La Paz, Bolivia.
t’anta wawa, tantawawa o guagua de pan: ofrenda de bizcochos pan de trigo tradicional de la culturas andinas de Perú y Bolivia de las comunidades Quechua y Aymara para la celebraciones hacia los difuntos en el día de Todos Santos entre el 1 y 2 de noviembre.
En estas fechas las almas vuelven al hogar.
Vicky nunca dejó que nadie la llamara abuela. Ella en vida no se sintió a gusto con el apodo o con la idea que la llamaran así, ni para sus hijxs o nietxs. Siempre fue solamente Vicky, o a lo mucho Virginia, así fue hasta el día de su muerte.
Fue una mujer de principios de siglo en la conservadora Costa Rica, con sus libertades ajenas a la época y al territorio, entre otras muchas cosas que la hacían un personaje de la capital, y una figura notable en la familia.

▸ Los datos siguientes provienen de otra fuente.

//! Unit tests for sequence utilities: slicing, set algebra, zipping,
//! and sorted insertion.

#![cfg(feature = "array")]

use dashkit::array::{
    chunk, compact, difference, drop_items, duplicates, fill, flatten, flatten_deep, from_pairs,
    head, index_of, initial, intersection, last, last_index_of, pull, remove_where, slice,
    sorted_index, sorted_index_by, splice, tail, take, take_right, union, uniq, uniq_by, unzip,
    unzip_object, xor, zip_lists, zip_object,
};
use dashkit::iteratee::Iteratee;
use dashkit::value::Value;
use rstest::rstest;

fn ints(values: impl IntoIterator<Item = i64>) -> Vec<Value> {
    values.into_iter().map(Value::Int).collect()
}

// =============================================================================
// positional slicing
// =============================================================================

#[test]
fn test_head_last_initial_tail() {
    let items = ints([1, 2, 3]);
    assert_eq!(head(&items), Some(&Value::Int(1)));
    assert_eq!(last(&items), Some(&Value::Int(3)));
    assert_eq!(initial(&items), ints([1, 2]));
    assert_eq!(tail(&items), ints([2, 3]));

    assert_eq!(head(&[]), None);
    assert_eq!(last(&[]), None);
    assert!(initial(&[]).is_empty());
}

#[rstest]
#[case(0, vec![], ints([1, 2, 3]))]
#[case(2, ints([1, 2]), ints([3]))]
#[case(9, ints([1, 2, 3]), vec![])]
fn test_take_and_drop_are_complements(
    #[case] count: usize,
    #[case] taken: Vec<Value>,
    #[case] dropped: Vec<Value>,
) {
    let items = ints([1, 2, 3]);
    assert_eq!(take(&items, count), taken);
    assert_eq!(drop_items(&items, count), dropped);
}

#[test]
fn test_take_right_keeps_the_tail() {
    let items = ints([1, 2, 3, 4]);
    assert_eq!(take_right(&items, 2), ints([3, 4]));
    assert_eq!(take_right(&items, 9), ints([1, 2, 3, 4]));
}

#[test]
fn test_slice_clamps_out_of_range_bounds() {
    let items = ints([1, 2, 3, 4]);
    assert_eq!(slice(&items, 1, 3), ints([2, 3]));
    assert_eq!(slice(&items, 2, 99), ints([3, 4]));
    assert!(slice(&items, 3, 1).is_empty());
}

// =============================================================================
// chunking and flattening
// =============================================================================

#[test]
fn test_chunk_sizes() {
    let items = ints([1, 2, 3, 4, 5]);
    let chunks = chunk(&items, 2);
    assert_eq!(chunks, vec![ints([1, 2]), ints([3, 4]), ints([5])]);
    assert!(chunk(&items, 0).is_empty());
}

#[test]
fn test_flatten_goes_one_level() {
    let nested = vec![
        Value::Seq(ints([1, 2])),
        Value::Int(3),
        Value::Seq(vec![Value::Seq(ints([4]))]),
    ];
    assert_eq!(
        flatten(&nested),
        vec![Value::Int(1), Value::Int(2), Value::Int(3), Value::Seq(ints([4]))]
    );
    assert_eq!(flatten_deep(&nested), ints([1, 2, 3, 4]));
}

#[test]
fn test_compact_removes_falsey_elements() {
    let items = vec![
        Value::Int(1),
        Value::Null,
        Value::from(""),
        Value::Int(0),
        Value::from("keep"),
    ];
    assert_eq!(compact(&items), vec![Value::Int(1), Value::from("keep")]);
}

// =============================================================================
// set algebra
// =============================================================================

#[test]
fn test_difference_across_multiple_lists() {
    let items = ints([1, 2, 3, 4, 2]);
    let result = difference(&items, &[&ints([2]), &ints([4])]);
    assert_eq!(result, ints([1, 3]));
}

#[test]
fn test_union_collapses_duplicates_in_first_seen_order() {
    let first = ints([2, 1]);
    let second = ints([1, 3]);
    assert_eq!(union(&[&first, &second]), ints([2, 1, 3]));
}

#[test]
fn test_intersection_requires_presence_in_every_list() {
    let items = ints([1, 2, 3, 2]);
    let result = intersection(&items, &[&ints([2, 3]), &ints([3, 2, 9])]);
    assert_eq!(result, ints([2, 3]));
}

#[test]
fn test_xor_is_the_symmetric_difference() {
    let first = ints([1, 2]);
    let second = ints([2, 3]);
    let third = ints([3, 4]);
    assert_eq!(xor(&[&first, &second]), ints([1, 3]));
    // Reduced pairwise: xor(a, xor(b, c)).
    assert_eq!(xor(&[&first, &second, &third]), ints([1, 4]));
}

#[test]
fn test_uniq_widens_numbers_like_is_equal() {
    let items = vec![Value::Int(1), Value::Float(1.0), Value::Int(2)];
    assert_eq!(uniq(&items), vec![Value::Int(1), Value::Int(2)]);
}

#[test]
fn test_uniq_by_keeps_original_elements() {
    let people = vec![
        Value::map_of([("name", Value::from("ada")), ("team", Value::from("a"))]),
        Value::map_of([("name", Value::from("bob")), ("team", Value::from("a"))]),
        Value::map_of([("name", Value::from("cyd")), ("team", Value::from("b"))]),
    ];
    let by_team = uniq_by(&people, &Iteratee::from("team"));
    assert_eq!(by_team.len(), 2);
    assert_eq!(by_team[0].index("name"), Some(&Value::from("ada")));
    assert_eq!(by_team[1].index("name"), Some(&Value::from("cyd")));
}

#[test]
fn test_duplicates_reports_each_repeat_once() {
    let items = ints([1, 2, 1, 3, 2, 1]);
    assert_eq!(duplicates(&items), ints([1, 2]));
}

// =============================================================================
// zipping
// =============================================================================

#[test]
fn test_zip_stops_at_the_shortest_list() {
    let letters = vec![Value::from("a"), Value::from("b")];
    let numbers = ints([1, 2, 3]);
    let rows = zip_lists(&[&letters, &numbers]);
    assert_eq!(
        rows,
        vec![
            Value::Seq(vec![Value::from("a"), Value::Int(1)]),
            Value::Seq(vec![Value::from("b"), Value::Int(2)]),
        ]
    );

    // unzip over equally-shaped rows restores the columns.
    let columns = unzip(&rows);
    assert_eq!(
        columns,
        vec![
            Value::Seq(vec![Value::from("a"), Value::from("b")]),
            Value::Seq(ints([1, 2])),
        ]
    );
}

#[test]
fn test_zip_object_round_trips_through_unzip_object() {
    let keys = vec!["a".to_string(), "b".to_string()];
    let values = ints([1, 2]);
    let mapping = zip_object(&keys, &values);
    assert_eq!(unzip_object(&mapping), (keys, values));
}

#[test]
fn test_zip_object_fills_missing_values_with_null() {
    let mapping = zip_object(&["a".to_string(), "b".to_string()], &ints([1]));
    assert_eq!(mapping.get("b"), Some(&Value::Null));
}

#[test]
fn test_from_pairs_skips_malformed_rows() {
    let pairs = vec![
        Value::Seq(vec![Value::from("a"), Value::Int(1)]),
        Value::Int(7),
        Value::Seq(vec![Value::from("a"), Value::Int(9)]),
        Value::Seq(vec![Value::Int(3), Value::Int(4)]),
    ];
    let mapping = from_pairs(&pairs);
    assert_eq!(mapping.len(), 1);
    // Later pairs win for repeated keys.
    assert_eq!(mapping.get("a"), Some(&Value::Int(9)));
}

// =============================================================================
// searching
// =============================================================================

#[test]
fn test_sorted_index_is_the_leftmost_insertion_point() {
    let items = ints([10, 20, 20, 30]);
    assert_eq!(sorted_index(&items, &Value::Int(20)), 1);
    assert_eq!(sorted_index(&items, &Value::Int(5)), 0);
    assert_eq!(sorted_index(&items, &Value::Int(99)), 4);
}

#[test]
fn test_sorted_index_by_compares_computed_keys() {
    let items = vec![
        Value::map_of([("age", Value::Int(20))]),
        Value::map_of([("age", Value::Int(40))]),
    ];
    let probe = Value::map_of([("age", Value::Int(30))]);
    assert_eq!(sorted_index_by(&items, &probe, &Iteratee::from("age")), 1);
}

#[test]
fn test_index_of_and_last_index_of() {
    let items = ints([5, 7, 5]);
    assert_eq!(index_of(&items, &Value::Int(5)), Some(0));
    assert_eq!(last_index_of(&items, &Value::Int(5)), Some(2));
    assert_eq!(index_of(&items, &Value::Int(9)), None);
}

// =============================================================================
// in-place mutation
// =============================================================================

#[test]
fn test_fill_overwrites_the_given_range() {
    let mut items = ints([1, 2, 3, 4]);
    fill(&mut items, &Value::Int(0), 1, 3);
    assert_eq!(items, ints([1, 0, 0, 4]));
}

#[test]
fn test_splice_removes_and_inserts() {
    let mut items = ints([1, 2, 3, 4]);
    let removed = splice(&mut items, 1, 2, ints([9, 8]));
    assert_eq!(removed, ints([2, 3]));
    assert_eq!(items, ints([1, 9, 8, 4]));
}

#[test]
fn test_pull_removes_all_occurrences() {
    let mut items = ints([1, 2, 1, 3]);
    pull(&mut items, &ints([1]));
    assert_eq!(items, ints([2, 3]));
}

#[test]
fn test_in_place_operations_return_the_sequence_for_chaining() {
    let mut items = ints([1, 0, 2]);
    // The returned borrow stays tied to `items`, so calls can nest.
    let remaining = pull(fill(&mut items, &Value::Int(0), 0, 1), &ints([0])).len();
    assert_eq!(remaining, 1);
    assert_eq!(items, ints([2]));
}

#[test]
fn test_remove_where_returns_the_removed_elements() {
    let mut items = ints([1, 2, 3, 4]);
    let even = Iteratee::func(|value, _, _| {
        Value::Bool(value.as_int().is_some_and(|int| int % 2 == 0))
    });
    let removed = remove_where(&mut items, &even);
    assert_eq!(removed, ints([2, 4]));
    assert_eq!(items, ints([1, 3]));
}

Para finales de octubre me encontraba en La Paz, Bolivia. Hacía varios días que se empezaba a observar preparativos para las celebraciones al día de Todos Santos, tanto en la ciudad de Puno como acá. Las calles estaban llenas con vendedorxs de dulces de colores, guaguas de pan de muchos tamaños y muchas comidas dispuestas para ofrendar a algún ser que ya se ha ido a otro plano.
La noche del 1 de noviembre serví la mesa con las comidas y bebidas favoritas de mis difuntos y otros que fueron invitados al altar; Vicky fue una de ellas, le gustaba la gaseosa naranja, ese fue su llamado de vuelta.
Alrededor de la mesa puse una fotografía de ella enseñando sus anillos, con las gafas de sol de mi madre y uno de sus atuendos favoritos: una camisa de botones de color terracota y un abrigo color beige grueso, como le gustaba verse en vida, elegante y ostentosa.
Su imagen estaba rodeada de hojas de coca, caramelos, comida hecha para cada difunto y una gaseosa. Días antes había encontrado las t’anta wawas para representarla a ella y a lxs otrxs en esa noche en las cercanías del Mercado Lanza y Plaza Mayor de San Francisco.
Los panes estaban formados a semejanza de una figura humana con una cara de cerámica horneada junto al pan, con prendas tradicionales de la región, otros con forma objetos con función espiritual y animales que también formaban parte de los altares. El ritual fue compartido por las personas que invitaban a participar en él, hacer un altar y un ritual en casa en país ajeno era una invocación necesaria para esas fechas, sentir cercanía en la distancia.
Esa era la noche de Todos Santos en La Paz, aunque santa Vicky no era, nunca lo fue. Una gaseosa de naranja, para recordar ese gusto que se daba en vida, entre otros muchos quizás, si no baja a la tierra por mi que lo haga por uno de los vicios que amó en vida. Su guagua trataba de representar quién fue, era el medio para que pudiera celebrar su existencia, traerla de visita a otro territorio para de alguna manera volvernos a encontrar.
A la noche estaba junto al altar, armado con todos los elementos para rendir los homenajes necesarios, las comidas dispuestas para el banquete de las almas que vuelven a la tierra, un pequeño hogar fuera del hogar, y una llamada con mis amistades a más de 3000 kilómetros de distancia que querían recordar conmigo a sus difuntos y los míos.
Mi mesa con la foto de Vicky y la de otros fieles difuntos invocados, una t’anta wawa para recibir su alma que vuelve a este plano, una escalera de pan para que puedan bajar y un caballo de masa para cabalgar de vuelta al lugar donde ahora pertenecen. Todo dispuesto para la llegada.
Durante esa llamada hubo lágrimas recordando la existencia de cada persona, anécdotas para celebrar la vida de cada ser querido, recordar también que estamos transitando la vida.
A la media noche una neblina densa empezó deslizarse desde la ciudad de El Alto, bajando por la forma de caldera de La Paz, como un velo por las laderas cubiertas de casas y edificios de la ciudad. Neblina solamente atravesada por las luces de los autos y las casas que empezaban a hacerse borrosas, como quien presencia la bajada de los espíritus del altiplano, como cada ánima buscando su imagen en los altares dispuestos en las casas y recintos.
Por una noche Vicky y otros difuntos estuvieron ahí, en ese altar improvisado formado de rejuntes de palabras y tradiciones de personas que ayudaron a darle forma, respondiendo el llamado en un territorio ajeno a su natal Centroamérica, pero no, a ella no le hubiera molestado estar lejos de casa, como a mi, tampoco.
A la mañana siguiente la neblina se había ido, como si nunca hubiese llegado, y hacía mucho sol. Todo seguía ahí sobre la mesa, inmovil y estático, como las fotografías y las hojas de coca.
El ritual ya casi había terminado, había que retirar todo, volcar la mesa, despedir a lxs visitantes y desmontar el altar.